Biomolecules are organic molecules produced by living organisms that are fundamental to biological processes, providing the structure, energy, and regulatory mechanisms necessary for life. These substances are primarily built around a carbon skeleton, allowing for the formation of the large, complex molecules characteristic of living systems. Though water is the most abundant compound in a cell, organic biomolecules are the functional components that dictate the cell’s form and activity. Their chemical composition centers on a few elements, mainly carbon, hydrogen, and oxygen, but also includes nitrogen, sulfur, and phosphorus.
The Foundation: Monomers and Polymers
The complexity of most biomolecules is achieved through the assembly of smaller, repeating units called monomers. These monomers link together to create long chains called polymers, or macromolecules. This construction process is a chemical reaction called dehydration synthesis, also known as a condensation reaction.
During dehydration synthesis, a covalent bond forms between two monomers, releasing a molecule of water as a byproduct. This reaction is repeated to construct large polymers like starches, proteins, and nucleic acids. The reverse process, called hydrolysis, uses a molecule of water to break the covalent bond between monomers, separating the polymer chain back into its individual units.
Building large structures from small components allows life to achieve enormous diversity using a limited set of chemical reactions. Carbon, hydrogen, and oxygen form the backbone of these structures, providing stability and potential for structural variation. The specific bonds linking the monomers define the properties of the resulting macromolecule.
Energy Storage and Structural Components (Carbohydrates and Lipids)
Carbohydrates function primarily as immediate energy sources and structural support materials. Simple sugars, or monosaccharides like glucose, are the basic monomers that fuel cellular respiration. Monosaccharides link together through glycosidic bonds via dehydration synthesis to form larger carbohydrates.
Disaccharides, such as sucrose, form when two monosaccharides join, while polysaccharides are long, complex chains. Starch and glycogen are examples of polysaccharides used for energy storage in plants and animals, respectively. Cellulose, a primary polysaccharide, forms the tough structural component of plant cell walls, providing rigidity and protection.
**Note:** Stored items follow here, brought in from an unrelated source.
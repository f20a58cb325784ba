//! Class binding
//!
//! Host types become script classes through a [`ClassBuilder`]. Every
//! callable member is stored in the context's handle store as a
//! [`HostEntry`]; the engine only sees the entry's ID, passed back to the
//! trampolines in [`dispatch`] as the native function's `magic`.
//!
//! Instances carry their host object either as a handle ID or as a direct
//! shared pointer in their opaque slot (see [`BindingMode`](crate::BindingMode)).

pub mod builder;
pub(crate) mod binder;
pub(crate) mod dispatch;

pub use builder::{BuiltClass, ClassBuilder, PropertyValue};

use crate::context::Context;
use crate::convert::IntoJs;
use crate::error::{CallbackKind, Error, Result};
use crate::value::Value;
use hostjs_engine::{ClassId, EngineRuntime, PropertyFlags, RawValue};
use parking_lot::Mutex;
use std::any::Any;
use std::fmt;
use std::sync::atomic::{AtomicBool, Ordering};
use std::sync::Arc;

// ============================================================================
// Host objects
// ============================================================================

/// Upcast helper implemented for every `'static` type.
pub trait AsAny: Any {
    fn as_any(&self) -> &dyn Any;
    fn as_any_mut(&mut self) -> &mut dyn Any;
}

impl<T: Any> AsAny for T {
    fn as_any(&self) -> &dyn Any {
        self
    }

    fn as_any_mut(&mut self) -> &mut dyn Any {
        self
    }
}

/// A host value that can be bound to a script instance.
///
/// `finalize` is called once, from the collector's finalizer, when the
/// script instance becomes unreachable.
pub trait HostObject: AsAny + Send {
    fn finalize(&mut self) {}
}

struct BoundInner {
    object: Mutex<Box<dyn HostObject>>,
    type_name: &'static str,
    finalized: AtomicBool,
}

/// Shared handle to the host object bound to an instance.
///
/// The instance owns the binding; other clones are lookups into it and
/// must not outlive the instance's usefulness.
#[derive(Clone)]
pub struct BoundObject {
    inner: Arc<BoundInner>,
}

impl BoundObject {
    pub fn new<T: HostObject>(object: T) -> Self {
        Self {
            inner: Arc::new(BoundInner {
                object: Mutex::new(Box::new(object)),
                type_name: std::any::type_name::<T>(),
                finalized: AtomicBool::new(false),
            }),
        }
    }

    /// Type name of the bound host object.
    pub fn type_name(&self) -> &'static str {
        self.inner.type_name
    }

    /// Check the concrete type of the bound object.
    pub fn is<T: HostObject>(&self) -> bool {
        let guard = self.inner.object.lock();
        let object: &dyn HostObject = &**guard;
        object.as_any().is::<T>()
    }

    /// Run `f` with exclusive access to the bound object.
    ///
    /// The object stays locked while `f` runs; calling back into the same
    /// instance's bound object from inside `f` deadlocks.
    pub fn with<T: HostObject, R>(&self, f: impl FnOnce(&mut T) -> R) -> Result<R> {
        let mut guard = self.inner.object.lock();
        let object: &mut dyn HostObject = &mut **guard;
        let object = object
            .as_any_mut()
            .downcast_mut::<T>()
            .ok_or(Error::ObjectTypeMismatch {
                expected: std::any::type_name::<T>(),
            })?;
        Ok(f(object))
    }

    /// Call the object's `finalize` hook unless it already ran.
    pub(crate) fn finalize(&self) -> bool {
        if self.inner.finalized.swap(true, Ordering::SeqCst) {
            return false;
        }
        let mut guard = self.inner.object.lock();
        let object: &mut dyn HostObject = &mut **guard;
        object.finalize();
        true
    }

    pub fn is_finalized(&self) -> bool {
        self.inner.finalized.load(Ordering::SeqCst)
    }

    /// Whether two handles refer to the same bound object.
    pub fn ptr_eq(&self, other: &BoundObject) -> bool {
        Arc::ptr_eq(&self.inner, &other.inner)
    }
}

impl fmt::Debug for BoundObject {
    fn fmt(&self, f: &mut fmt::Formatter<'_>) -> fmt::Result {
        f.debug_struct("BoundObject")
            .field("type", &self.inner.type_name)
            .field("finalized", &self.is_finalized())
            .finish()
    }
}

// ============================================================================
// Callbacks
// ============================================================================

/// Constructor callback: `(ctx, instance, args) -> host object`.
pub type ConstructorFn = Arc<dyn Fn(&Context, &Value, &[Value]) -> Result<BoundObject> + Send + Sync>;

/// Plain function, method and static method callback: `(ctx, this, args)`.
pub type MethodFn = Arc<dyn Fn(&Context, &Value, &[Value]) -> Result<Value> + Send + Sync>;

/// Getter callback: `(ctx, this)`.
pub type GetterFn = Arc<dyn Fn(&Context, &Value) -> Result<Value> + Send + Sync>;

/// Setter callback: `(ctx, this, value)`.
pub type SetterFn = Arc<dyn Fn(&Context, &Value, &Value) -> Result<()> + Send + Sync>;

/// Build a [`GetterFn`] from a closure returning any convertible value.
pub fn getter<F, R>(f: F) -> GetterFn
where
    F: Fn(&Context, &Value) -> Result<R> + Send + Sync + 'static,
    R: IntoJs,
{
    Arc::new(move |ctx: &Context, this: &Value| f(ctx, this)?.into_js(ctx))
}

/// Build a [`SetterFn`] from a closure.
pub fn setter<F>(f: F) -> SetterFn
where
    F: Fn(&Context, &Value, &Value) -> Result<()> + Send + Sync + 'static,
{
    Arc::new(f)
}

/// Data property defined on every new instance.
#[derive(Debug)]
pub(crate) struct InstanceProperty {
    pub name: String,
    /// Holds one host reference for the lifetime of the class
    pub value: RawValue,
    pub flags: PropertyFlags,
}

/// Everything the construction trampoline needs about a class.
pub struct ConstructorEntry {
    pub(crate) callback: ConstructorFn,
    pub(crate) class_id: ClassId,
    pub(crate) class_name: String,
    pub(crate) instance_properties: Vec<InstanceProperty>,
    /// Releases the instance property values on drop
    pub(crate) runtime: EngineRuntime,
}

impl ConstructorEntry {
    pub fn class_id(&self) -> ClassId {
        self.class_id
    }

    pub fn class_name(&self) -> &str {
        &self.class_name
    }
}

impl Drop for ConstructorEntry {
    fn drop(&mut self) {
        for prop in &self.instance_properties {
            self.runtime.free_value(&prop.value);
        }
    }
}

/// A handle store entry.
///
/// The closed set of things native code can refer to by handle ID. Each
/// trampoline expects exactly one variant and treats any other as a type
/// error.
#[derive(Clone)]
pub enum HostEntry {
    Function(MethodFn),
    Constructor(Arc<ConstructorEntry>),
    Method(MethodFn),
    Getter(GetterFn),
    Setter(SetterFn),
    Object(BoundObject),
}

impl HostEntry {
    /// Callback kind of this entry (`None` for bound objects).
    pub fn callback_kind(&self) -> Option<CallbackKind> {
        match self {
            HostEntry::Function(_) => Some(CallbackKind::Function),
            HostEntry::Constructor(_) => Some(CallbackKind::Constructor),
            HostEntry::Method(_) => Some(CallbackKind::Method),
            HostEntry::Getter(_) => Some(CallbackKind::Getter),
            HostEntry::Setter(_) => Some(CallbackKind::Setter),
            HostEntry::Object(_) => None,
        }
    }
}

impl fmt::Debug for HostEntry {
    fn fmt(&self, f: &mut fmt::Formatter<'_>) -> fmt::Result {
        match self {
            HostEntry::Function(_) => f.write_str("Function"),
            HostEntry::Constructor(entry) => write!(f, "Constructor({})", entry.class_name),
            HostEntry::Method(_) => f.write_str("Method"),
            HostEntry::Getter(_) => f.write_str("Getter"),
            HostEntry::Setter(_) => f.write_str("Setter"),
            HostEntry::Object(object) => write!(f, "Object({})", object.type_name()),
        }
    }
}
Lipids, commonly known as fats, oils, and waxes, are a diverse group of non-polar molecules defined by their hydrophobic nature. They function as highly efficient, long-term energy storage molecules, containing more than twice the energy per gram compared to carbohydrates. The most common storage form is the triglyceride, which consists of a glycerol molecule bonded to three fatty acid chains.
Lipids are also primary components of all cellular membranes as phospholipids. A phospholipid is an amphipathic molecule, having a hydrophilic, phosphate-containing head and two hydrophobic fatty acid tails. In an aqueous environment, these molecules spontaneously arrange into a double layer, or bilayer, forming the barrier that separates the cell from its surroundings.
Catalysis and Genetic Instruction (Proteins and Nucleic Acids)
Proteins are the most functionally diverse class of biomolecules, serving roles in virtually every cellular process. They are polymers constructed from amino acid monomers, joined by a specific covalent bond known as a peptide bond. This bond forms between the carboxyl group of one amino acid and the amino group of the next, creating a long polypeptide chain.
The specific sequence of amino acids determines how the protein folds into a precise three-dimensional shape. This structure dictates the protein’s function, which includes acting as structural supports or functioning as enzymes. Enzymes are proteins that perform catalysis, accelerating chemical reactions without being consumed in the process.
Nucleic acids, including deoxyribonucleic acid (DNA) and ribonucleic acid (RNA), function as the information storage and transfer molecules of the cell. Their monomers are nucleotides, each consisting of a phosphate group, a five-carbon sugar, and a nitrogenous base. Nucleotides link together to form the long strands of DNA and RNA.
The sugar and phosphate components of adjacent nucleotides form the backbone of the strand through a phosphodiester bond. DNA stores the complete genetic blueprint in its double-helix structure, while RNA molecules translate this blueprint into functional proteins.